McElroy v. State

Decision Date22 March 1906
Citation53 S.E. 759,125 Ga. 37
PartiesMcELROY v. STATE.
CourtGeorgia Supreme Court

Syllabus by the Court.

The charge on the subject of the recent possession, not satisfactorily explained, of goods stolen from the house at the time the alleged burglary was committed, was not open to the criticism urged against it.

Generally where the prosecution relies exclusively upon circumstantial evidence for a conviction, it is the duty of the judge, not only to charge upon the law of reasonable doubt, but also whether requested or not, to state to the jury the rule of law applicable in such cases, to the effect that the evidence must connect the accused with the perpetration of the alleged offense, and must not only be consistent with his guilt, but inconsistent with every other reasonable hypothesis. But when a burglary is proved, and the defendant is shown to have been in the recent possession of goods stolen from the house at the time the alleged burglary was committed, and there is also evidence tending to show an implied admission by the accused of his guilt, and the jury are properly instructed as to the weight they are authorized to give to his explanation of his recent possession of the stolen goods, and as to the law touching reasonable doubt in a criminal prosecution, a new trial will not be ordered merely because of the failure of the judge to charge as to what weight the law attaches to evidence of a purely circumstantial nature.

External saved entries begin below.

//! Axum HTTP API server.
//!
//! This crate provides:
//! - The Submission Gateway (POST /jobs)
//! - The Status Query Endpoint (GET /jobs/{job_id})
//! - The Output Broker (GET /jobs/{job_id}/outputs/{filename})
//! - Health/readiness probes and Prometheus metrics

pub mod config;
pub mod error;
pub mod handlers;
pub mod metrics;
pub mod middleware;
pub mod routes;
pub mod state;

pub use config::ApiConfig;
pub use error::{ApiError, ApiResult};
pub use routes::create_router;
pub use state::AppState;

Error from Superior Court, Fulton County; L. S. Roan, Judge.

Herman McElroy was convicted of burglary, and brings error. Affirmed.

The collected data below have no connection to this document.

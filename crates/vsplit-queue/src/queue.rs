//! Work queue over Redis Streams.
//!
//! Delivery semantics: `XREADGROUP` hands an item to exactly one consumer,
//! but an unacked item becomes claimable again once it has been idle for
//! the visibility timeout, so consumers must tolerate redelivery. Items
//! whose receive count reaches the maximum are moved to a dead-letter
//! stream instead of being retried forever.

use std::time::Duration;

use redis::AsyncCommands;
use tracing::{debug, info, warn};

use crate::error::{QueueError, QueueResult};
use crate::work_item::WorkItem;

/// Queue configuration.
#[derive(Debug, Clone)]
pub struct QueueConfig {
    /// Redis URL
    pub redis_url: String,
    /// Stream name for work items
    pub stream_name: String,
    /// Consumer group name
    pub consumer_group: String,
    /// Dead letter stream name
    pub dlq_stream_name: String,
    /// Receive attempts before dead-lettering
    pub max_receive_count: u32,
    /// How long a delivered item stays invisible to other consumers.
    /// Must be strictly greater than the worst-case processing duration.
    pub visibility_timeout: Duration,
}

impl Default for QueueConfig {
    fn default() -> Self {
        Self {
            redis_url: "redis://localhost:6379".to_string(),
            stream_name: "vsplit:work".to_string(),
            consumer_group: "vsplit:workers".to_string(),
            dlq_stream_name: "vsplit:dlq".to_string(),
            max_receive_count: 3,
            visibility_timeout: Duration::from_secs(1800), // 30 minutes
        }
    }
}

impl QueueConfig {
    /// Create config from environment variables.
    pub fn from_env() -> Self {
        Self {
            redis_url: std::env::var("REDIS_URL")
                .unwrap_or_else(|_| "redis://localhost:6379".to_string()),
            stream_name: std::env::var("QUEUE_STREAM")
                .unwrap_or_else(|_| "vsplit:work".to_string()),
            consumer_group: std::env::var("QUEUE_CONSUMER_GROUP")
                .unwrap_or_else(|_| "vsplit:workers".to_string()),
            dlq_stream_name: std::env::var("QUEUE_DLQ_STREAM")
                .unwrap_or_else(|_| "vsplit:dlq".to_string()),
            max_receive_count: std::env::var("QUEUE_MAX_RECEIVE_COUNT")
                .ok()
                .and_then(|s| s.parse().ok())
                .unwrap_or(3),
            visibility_timeout: Duration::from_secs(
                std::env::var("QUEUE_VISIBILITY_TIMEOUT_SECS")
                    .ok()
                    .and_then(|s| s.parse().ok())
                    .unwrap_or(1800),
            ),
        }
    }
}

/// Work queue client.
pub struct WorkQueue {
    client: redis::Client,
    config: QueueConfig,
}

impl WorkQueue {
    /// Create a new work queue.
    pub fn new(config: QueueConfig) -> QueueResult<Self> {
        let client = redis::Client::open(config.redis_url.as_str())?;
        Ok(Self { client, config })
    }

    /// Create from environment variables.
    pub fn from_env() -> QueueResult<Self> {
        Self::new(QueueConfig::from_env())
    }

    /// Initialize the queue (create the consumer group if needed).
    pub async fn init(&self) -> QueueResult<()> {
        let mut conn = self.client.get_multiplexed_async_connection().await?;

        let result: Result<(), redis::RedisError> = redis::cmd("XGROUP")
            .arg("CREATE")
            .arg(&self.config.stream_name)
            .arg(&self.config.consumer_group)
            .arg("$")
            .arg("MKSTREAM")
            .query_async(&mut conn)
            .await;

        match result {
            Ok(_) => info!("Created consumer group: {}", self.config.consumer_group),
            Err(e) if e.to_string().contains("BUSYGROUP") => {
                debug!("Consumer group already exists: {}", self.config.consumer_group);
            }
            Err(e) => return Err(QueueError::Redis(e)),
        }

        Ok(())
    }

    /// Enqueue a work item. Returns the stream message id.
    pub async fn enqueue(&self, item: &WorkItem) -> QueueResult<String> {
        let mut conn = self.client.get_multiplexed_async_connection().await?;

        let payload = serde_json::to_string(item)?;
        let message_id: String = redis::cmd("XADD")
            .arg(&self.config.stream_name)
            .arg("*")
            .arg("item")
            .arg(&payload)
            .query_async(&mut conn)
            .await?;

        info!(job_id = %item.job_id, message_id = %message_id, "Enqueued work item");
        Ok(message_id)
    }

    /// Receive new work items for `consumer_name`.
    ///
    /// Count is one per receive so a single failure never takes other
    /// items down with it; `block_ms` bounds the poll.
    pub async fn receive(
        &self,
        consumer_name: &str,
        block_ms: u64,
    ) -> QueueResult<Vec<(String, WorkItem)>> {
        let mut conn = self.client.get_multiplexed_async_connection().await?;

        let reply: redis::streams::StreamReadReply = redis::cmd("XREADGROUP")
            .arg("GROUP")
            .arg(&self.config.consumer_group)
            .arg(consumer_name)
            .arg("COUNT")
            .arg(1)
            .arg("BLOCK")
            .arg(block_ms)
            .arg("STREAMS")
            .arg(&self.config.stream_name)
            .arg(">")
            .query_async(&mut conn)
            .await?;

        let mut items = Vec::new();
        for stream_key in reply.keys {
            for entry in stream_key.ids {
                if let Some(item) = self.decode_entry(&entry).await {
                    items.push((entry.id.clone(), item));
                }
            }
        }

        Ok(items)
    }

    /// Claim items another consumer received but left idle past the
    /// visibility timeout (crashed or stalled worker recovery).
    pub async fn claim_stale(
        &self,
        consumer_name: &str,
        count: usize,
    ) -> QueueResult<Vec<(String, WorkItem)>> {
        let mut conn = self.client.get_multiplexed_async_connection().await?;

        let pending: redis::streams::StreamPendingReply = redis::cmd("XPENDING")
            .arg(&self.config.stream_name)
            .arg(&self.config.consumer_group)
            .query_async(&mut conn)
            .await?;

        if pending.count() == 0 {
            return Ok(Vec::new());
        }

        let reply: redis::streams::StreamClaimReply = redis::cmd("XCLAIM")
            .arg(&self.config.stream_name)
            .arg(&self.config.consumer_group)
            .arg(consumer_name)
            .arg(self.config.visibility_timeout.as_millis() as u64)
            .arg("0-0")
            .arg("COUNT")
            .arg(count)
            .query_async(&mut conn)
            .await?;

        let mut items = Vec::new();
        for entry in reply.ids {
            if let Some(item) = self.decode_entry(&entry).await {
                info!(message_id = %entry.id, "Claimed stale work item");
                items.push((entry.id.clone(), item));
            }
        }

        Ok(items)
    }

    async fn decode_entry(&self, entry: &redis::streams::StreamId) -> Option<WorkItem> {
        let redis::Value::BulkString(payload) = entry.map.get("item")? else {
            return None;
        };

        match serde_json::from_slice::<WorkItem>(payload) {
            Ok(item) => Some(item),
            Err(e) => {
                warn!(message_id = %entry.id, "Dropping malformed work item: {}", e);
                // ack so a poison message does not loop forever
                self.ack(&entry.id).await.ok();
                None
            }
        }
    }

    /// Acknowledge an item (processing finished, success or permanent failure).
    pub async fn ack(&self, message_id: &str) -> QueueResult<()> {
        let mut conn = self.client.get_multiplexed_async_connection().await?;

        redis::cmd("XACK")
            .arg(&self.config.stream_name)
            .arg(&self.config.consumer_group)
            .arg(message_id)
            .query_async::<()>(&mut conn)
            .await?;

        redis::cmd("XDEL")
            .arg(&self.config.stream_name)
            .arg(message_id)
            .query_async::<()>(&mut conn)
            .await?;

        debug!(message_id = %message_id, "Acked work item");
        Ok(())
    }

    /// Move an item to the dead-letter stream and ack the original.
    pub async fn dead_letter(
        &self,
        message_id: &str,
        item: &WorkItem,
        error: &str,
    ) -> QueueResult<()> {
        let mut conn = self.client.get_multiplexed_async_connection().await?;

        let payload = serde_json::to_string(item)?;
        redis::cmd("XADD")
            .arg(&self.config.dlq_stream_name)
            .arg("*")
            .arg("item")
            .arg(&payload)
            .arg("error")
            .arg(error)
            .arg("original_id")
            .arg(message_id)
            .query_async::<()>(&mut conn)
            .await?;

        self.ack(message_id).await?;

        warn!(job_id = %item.job_id, "Dead-lettered work item: {}", error);
        Ok(())
    }

    /// Increment and return the receive count for a message.
    pub async fn increment_receive_count(&self, message_id: &str) -> QueueResult<u32> {
        let mut conn = self.client.get_multiplexed_async_connection().await?;

        let key = self.receive_count_key(message_id);
        let count: u32 = conn.incr(&key, 1).await?;
        // receive counters outlive any sane redelivery window, then expire
        let _: () = conn.expire(&key, 86400).await?;
        Ok(count)
    }

    fn receive_count_key(&self, message_id: &str) -> String {
        format!("{}:recv:{}", self.config.stream_name, message_id)
    }

    /// Queue depth.
    pub async fn len(&self) -> QueueResult<u64> {
        let mut conn = self.client.get_multiplexed_async_connection().await?;
        let len: u64 = conn.xlen(&self.config.stream_name).await?;
        Ok(len)
    }

    /// Dead-letter stream depth.
    pub async fn dlq_len(&self) -> QueueResult<u64> {
        let mut conn = self.client.get_multiplexed_async_connection().await?;
        let len: u64 = conn.xlen(&self.config.dlq_stream_name).await?;
        Ok(len)
    }

    /// Receive attempts allowed before dead-lettering.
    pub fn max_receive_count(&self) -> u32 {
        self.config.max_receive_count
    }

    /// The configured visibility timeout.
    pub fn visibility_timeout(&self) -> Duration {
        self.config.visibility_timeout
    }
}

#[cfg(test)]
mod tests {
    use super::*;

    #[test]
    fn default_config() {
        let config = QueueConfig::default();
        assert_eq!(config.stream_name, "vsplit:work");
        assert_eq!(config.max_receive_count, 3);
        assert!(config.visibility_timeout > Duration::from_secs(60));
    }

    #[test]
    fn receive_count_key_is_scoped_to_stream() {
        let queue = WorkQueue::new(QueueConfig::default()).unwrap();
        assert_eq!(
            queue.receive_count_key("123-0"),
            "vsplit:work:recv:123-0"
        );
    }
}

S. C Crane, for plaintiff in error.

C. D Hill, Sol. Gen., for the State.

EVANS J.

The defendant was convicted of burglary and excepts to the overruling of his motion for a new trial. The evidence disclosed that the "pressing-club" house of one George Riley was broken into and various articles of apparel were stolen therefrom. The entrance was effected by the breaking of a pane of glass, making a hole large enough to enable a man to enter. On the night after the commission of the burglary the defendant was arrested, and at the time had on his person two of the garments which had been taken from the house. He was asked by the arresting officer where he got these garments, and replied that he purchased them from a boy named Oscar Wyatt, giving at the same time a minute description of the person from whom he claimed to have bought the garments. From this description furnished the officer he was able to identify Wyatt, who was arrested the next night. The defendant was confronted with Wyatt, and the latter was asked, in the presence of the defendant, why he sold these garments to the defendant. Wyatt said he did not, and thereupon the defendant said: "That is not the boy I bought them from, anyhow. I bought them from another boy." Wyatt then said to the defendant: "You know you broke that glass, and you got them clothes, and you hid the clothes up behind that bar, and you got the overcoat." The defendant made no reply to Wyatt, but after they were separated and placed in different cells at the station house, immediately after this conversation occurred, the defendant remarked to the officer: "I will kill anybody that swears against me." The officer subsequently went to the bar designated by Wyatt, and there found the clothing referred to by him. The evidence further disclosed that on the night after the burglary the defendant sold a coat and a pair of pants for a small sum of money to a man who was working at a certain bar; these garments being other than those which the defendant was wearing when arrested. The clothing was positively identified as part of the apparel which had been stolen from the premises burglariously entered. In his statement to the jury the defendant gave a rather confused account concerning his possession of the stolen property. claiming that he bought the clothing from Oscar Wyatt in the presence of several persons, none of whom were present at the trial.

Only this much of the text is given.